Shareholder information

BBK’s shares are listed on the Bahrain Bourse. The Bank has issued 1,081,647,952 equity shares, each with a face value of 100 fils. All shares are fully paid.

Annual Ordinary General Meeting and Extraordinary General Meeting

The Annual Ordinary General Meeting (AGM) and Extraordinary General Meeting (EGM) were held on 20 March 2018.

The EGM approved amendment to the Bank’s Articles of Association to be in line with the recent amendments on the Commercial Companies Law No (21) of the year 2001 in terms of Law No (1) for the year 2018. Minutes of both the AGM and EGM are published in the annual report.

The Bank submits a corporate governance report to the AGM annually, covering the status on compliance with the related regulatory requirements. The Bank discloses and/or reports to the shareholders at the AGM the details under the Public Disclosure module of the Central Bank of Bahrain’s Rule Book. Such disclosures include the total remuneration paid to the Board of Directors, the executive management, and the external auditors. The total amount paid to directors and executive management is also contained in the annual report.
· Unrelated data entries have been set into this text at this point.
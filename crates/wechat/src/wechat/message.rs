//! Inbound message parsing and normalization.
//!
//! WeChat posts XML. Some deployments sit behind proxies that convert the XML
//! into JSON first, wrapping every leaf in a single-element array
//! (`{"xml": {"MsgType": ["text"]}}`). Both shapes are parsed into a flat
//! [`RawPayload`] and then normalized into an [`InboundMessage`].

use quick_xml::Reader;
use quick_xml::events::Event;
use serde_json::{Map, Value};
use thiserror::Error;

use zhiweijz_core::ExternalId;

/// Flat field map of one delivery, before normalization.
pub type RawPayload = Map<String, Value>;

/// Errors that can occur while turning a request body into a message.
#[derive(Debug, Error)]
pub enum NormalizeError {
    #[error("malformed XML body: {0}")]
    Xml(String),
    #[error("malformed JSON body: {0}")]
    Json(String),
    #[error("unrecognized body format")]
    UnknownFormat,
    #[error("missing required field {0}")]
    MissingField(&'static str),
    #[error("invalid field {field}: {reason}")]
    InvalidField { field: &'static str, reason: String },
}

/// Coarse message kind, used to pick the reply budget.
#[derive(Debug, Clone, Copy, PartialEq, Eq, Hash)]
pub enum MessageKind {
    Text,
    Voice,
    Image,
    Event,
    Other,
}

impl MessageKind {
    #[must_use]
    pub const fn as_str(self) -> &'static str {
        match self {
            Self::Text => "text",
            Self::Voice => "voice",
            Self::Image => "image",
            Self::Event => "event",
            Self::Other => "other",
        }
    }
}

impl std::fmt::Display for MessageKind {
    fn fmt(&self, f: &mut std::fmt::Formatter<'_>) -> std::fmt::Result {
        f.write_str(self.as_str())
    }
}

/// Push event names.
#[derive(Debug, Clone, PartialEq, Eq)]
pub enum EventKind {
    Subscribe,
    Unsubscribe,
    /// Menu click carrying an event key
    Click,
    /// Menu link opened
    View,
    Scan,
    Location,
    Other(String),
}

impl EventKind {
    fn parse(raw: &str) -> Self {
        match raw.to_ascii_lowercase().as_str() {
            "subscribe" => Self::Subscribe,
            "unsubscribe" => Self::Unsubscribe,
            "click" => Self::Click,
            "view" => Self::View,
            "scan" => Self::Scan,
            "location" => Self::Location,
            _ => Self::Other(raw.to_string()),
        }
    }
}
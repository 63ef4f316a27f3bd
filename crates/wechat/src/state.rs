//! Application state shared across handlers.

use std::sync::Arc;

use secrecy::SecretString;
use sqlx::PgPool;
use tracing::info;

use crate::binding::{BindingService, TicketError, TicketSigner};
use crate::config::{ServiceConfig, WechatConfig};
use crate::db::{BindingStore, PgBindingStore};
use crate::dedup::DeliveryDeduplicator;
use crate::dispatch::{Budgets, Dispatcher, NotificationQueue, ProcessingStats};
use crate::services::{
    AccountStore, CredentialVerifier, IdentityResolver, InferenceService, Notifier,
    PasswordCredentialVerifier, PgAccountStore, SmartAccountingClient, ThrottledVerifier,
    WechatMessageHandler,
};
use crate::wechat::WechatClient;

/// Error assembling application state.
#[derive(Debug, thiserror::Error)]
pub enum StateError {
    #[error("invalid inference URL: {0}")]
    InferenceUrl(#[from] url::ParseError),
    #[error("invalid binding secret: {0}")]
    BindingSecret(#[from] TicketError),
}

/// External capabilities the service is wired against.
///
/// Optional capabilities are checked where they are used.
#[derive(Clone)]
pub struct Collaborators {
    pub store: Arc<dyn BindingStore>,
    pub accounts: Arc<dyn AccountStore>,
    pub credentials: Arc<dyn CredentialVerifier>,
    pub identity: Option<Arc<dyn IdentityResolver>>,
    pub notifier: Option<Arc<dyn Notifier>>,
    pub inference: Option<Arc<dyn InferenceService>>,
}

impl Collaborators {
    /// Production wiring: `PostgreSQL` stores, the WeChat API, and the
    /// inference service when configured.
    ///
    /// # Errors
    ///
    /// Returns an error if the inference URL is unusable.
    pub fn from_pool(config: &ServiceConfig, pool: &PgPool) -> Result<Self, StateError> {
        let accounts = PgAccountStore::new(pool.clone());
        let wechat = config.wechat.as_ref().map(WechatClient::new);

        let inference: Option<Arc<dyn InferenceService>> = match &config.inference {
            Some(inference) => Some(Arc::new(SmartAccountingClient::new(inference)?)),
            None => None,
        };

        Ok(Self {
            store: Arc::new(PgBindingStore::new(pool.clone())),
            accounts: Arc::new(accounts.clone()),
            credentials: Arc::new(PasswordCredentialVerifier::new(accounts)),
            identity: wechat
                .clone()
                .map(|c| Arc::new(c) as Arc<dyn IdentityResolver>),
            notifier: wechat.map(|c| Arc::new(c) as Arc<dyn Notifier>),
            inference,
        })
    }
}

/// Everything the webhook and binding pages need once WeChat is configured.
pub struct WechatIntegration {
    pub app_id: String,
    pub token: SecretString,
    pub identity: Option<Arc<dyn IdentityResolver>>,
    pub bindings: BindingService,
    pub dispatcher: Dispatcher,
    pub dedup: DeliveryDeduplicator,
}

/// Application state shared across all handlers.
///
/// Cheaply cloneable via `Arc`.
#[derive(Clone)]
pub struct AppState {
    inner: Arc<AppStateInner>,
}

struct AppStateInner {
    config: ServiceConfig,
    store: Arc<dyn BindingStore>,
    stats: ProcessingStats,
    inference_available: bool,
    wechat: Option<WechatIntegration>,
}

impl AppState {
    /// Wire the service. Must be called within a Tokio runtime when a
    /// notifier is present, since the notification worker is spawned here.
    ///
    /// # Errors
    ///
    /// Returns an error if the binding secret cannot key the ticket MAC.
    pub fn new(config: ServiceConfig, collaborators: Collaborators) -> Result<Self, StateError> {
        let stats = ProcessingStats::new();
        let inference_available = collaborators.inference.is_some();

        let wechat = match &config.wechat {
            Some(wechat) => Some(Self::integration(
                &config,
                wechat,
                &collaborators,
                stats.clone(),
            )?),
            None => {
                info!("WeChat not configured, webhook and binding pages disabled");
                None
            }
        };

        Ok(Self {
            inner: Arc::new(AppStateInner {
                store: collaborators.store,
                stats,
                inference_available,
                wechat,
                config,
            }),
        })
    }

    fn integration(
        config: &ServiceConfig,
        wechat: &WechatConfig,
        collaborators: &Collaborators,
        stats: ProcessingStats,
    ) -> Result<WechatIntegration, StateError> {
        let tickets = TicketSigner::new(&wechat.binding_secret)?;
        let credentials: Arc<dyn CredentialVerifier> =
            Arc::new(ThrottledVerifier::new(Arc::clone(&collaborators.credentials)));

        let bindings = BindingService::new(
            Arc::clone(&collaborators.store),
            Arc::clone(&collaborators.accounts),
            credentials,
            tickets,
        );

        let handler = WechatMessageHandler::new(
            bindings.clone(),
            collaborators.inference.clone(),
            &config.base_url,
        );

        // worker runs for the life of the process
        let notifications = collaborators
            .notifier
            .clone()
            .map(|notifier| NotificationQueue::spawn(notifier).0);

        let dispatcher = Dispatcher::new(
            Arc::new(handler),
            Budgets::from(&config.webhook),
            stats,
            notifications,
        );

        Ok(WechatIntegration {
            app_id: wechat.app_id.clone(),
            token: wechat.token.clone(),
            identity: collaborators.identity.clone(),
            bindings,
            dispatcher,
            dedup: DeliveryDeduplicator::new(config.webhook.dedup_window),
        })
    }

    #[must_use]
    pub fn config(&self) -> &ServiceConfig {
        &self.inner.config
    }

    #[must_use]
    pub fn store(&self) -> &Arc<dyn BindingStore> {
        &self.inner.store
    }

    #[must_use]
    pub fn stats(&self) -> &ProcessingStats {
        &self.inner.stats
    }

    #[must_use]
    pub fn inference_available(&self) -> bool {
        self.inner.inference_available
    }

    /// The WeChat integration, if configured.
    #[must_use]
    pub fn wechat(&self) -> Option<&WechatIntegration> {
        self.inner.wechat.as_ref()
    }
}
Board of Directors’ information

Board composition

The Board’s composition is based on the Bank’s Memorandum of Association and Articles of Association, and comprises 12 members. The Board represents a mix of high-level professional skills and expertise. Furthermore, in compliance with corporate governance requirements, the Board Committees consist of members with adequate professional background and experience. Consequently, the Board has five independent Directors. The Board periodically reviews its composition and the contribution of Directors and Committees.

The appointment of Directors is subject to CBB approval. The classification of Executive Directors, Non-Executive Directors, and Independent Non-Executive Directors follows the definitions stipulated by the CBB. The current term of the Board began in March 2017 and ends in March 2020.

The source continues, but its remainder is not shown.